1: Where and when to use the Raspberry Pi

The price, performance, and support community behind the Raspberry Pi makes it really hard to not use it for every conceivable task. It’s essentially a personal computer. For example, take the Raspberry Pi Foundation's Raspberry Pi 3 Model B. It is based on an ARM® Cortex®-A53 running at up to 1.2 GHz. This is supported by 1 Gigabyte of RAM, 802.11n wireless LAN, Bluetooth 4.1 and Bluetooth low energy, 4 USB ports, 40 GPIO pins, full HDMI port, Ethernet, 3.5 mm audio jack and camera and display interfaces.

Image of Raspberry Pi 3 Model B

Figure 1: The Raspberry Pi Foundation's Raspberry Pi 3 Model B is based on an ARM Cortex-A53 running at up to 1.2 GHz and with 1 Gigabyte of memory and 802.11n wireless LAN connectivity. (Image Source: Raspberry Pi Foundation)

While it can do almost anything from reading a temperature sensor and controlling a mechatronic system of motors and pistons, all the way to a full-scale PC, some interesting and fun projects include video manipulation, robotics, and remote 3D printer control.
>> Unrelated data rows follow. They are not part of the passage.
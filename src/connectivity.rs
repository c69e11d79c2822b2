//! Device connectivity signal.
//!
//! A network outage on the device is not a service failure: the health monitor
//! and gateway consult this before counting failures against a breaker.

use std::fmt::Debug;
use tokio::sync::watch;
use tracing::info;

pub trait Connectivity: Send + Sync + Debug {
    fn is_online(&self) -> bool;

    /// Receiver that observes every online/offline transition
    fn subscribe(&self) -> watch::Receiver<bool>;
}

/// Connectivity state driven by the host platform
#[derive(Debug)]
pub struct ConnectivityMonitor {
    sender: watch::Sender<bool>,
}

impl ConnectivityMonitor {
    pub fn new(online: bool) -> Self {
        let (sender, _) = watch::channel(online);
        Self { sender }
    }

    /// Update the state; subscribers are only woken on an actual change
    pub fn set_online(&self, online: bool) {
        let changed = self.sender.send_if_modified(|current| {
            if *current == online {
                false
            } else {
                *current = online;
                true
            }
        });
        if changed {
            info!(online, "📶 Connectivity changed");
        }
    }
}

impl Default for ConnectivityMonitor {
    fn default() -> Self {
        Self::new(true)
    }
}

impl Connectivity for ConnectivityMonitor {
    fn is_online(&self) -> bool {
        *self.sender.borrow()
    }

    fn subscribe(&self) -> watch::Receiver<bool> {
        self.sender.subscribe()
    }
}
2: Getting up and running with a Raspberry Pi

The Raspberry Pi is intended to run an operating system rather than just code on bare-metal. The most common OS is a purpose-built flavor of Linux called Raspbian (a portmanteau of Raspberry and Debian). It can definitely run other operating systems, but for starters stick with Raspbian.

Used as a standalone computer, the Raspberry Pi will need all of the traditional peripherals, including a mouse, keyboard, SD card (Class 10, at least 8 Gigabytes, such as Apacer Memory America’s AP8GMCSH10U1-B), and a monitor.

An external SD card reader is needed to first put a Pi image on an SD card from a separate computer. Once the image is copied over to the SD card, everything else can be done from the Pi. A good option for an SD card reader is Assmann WSW Components’ DA-70310-2 USB 2.0 reader that accommodates almost all popular memory-card formats.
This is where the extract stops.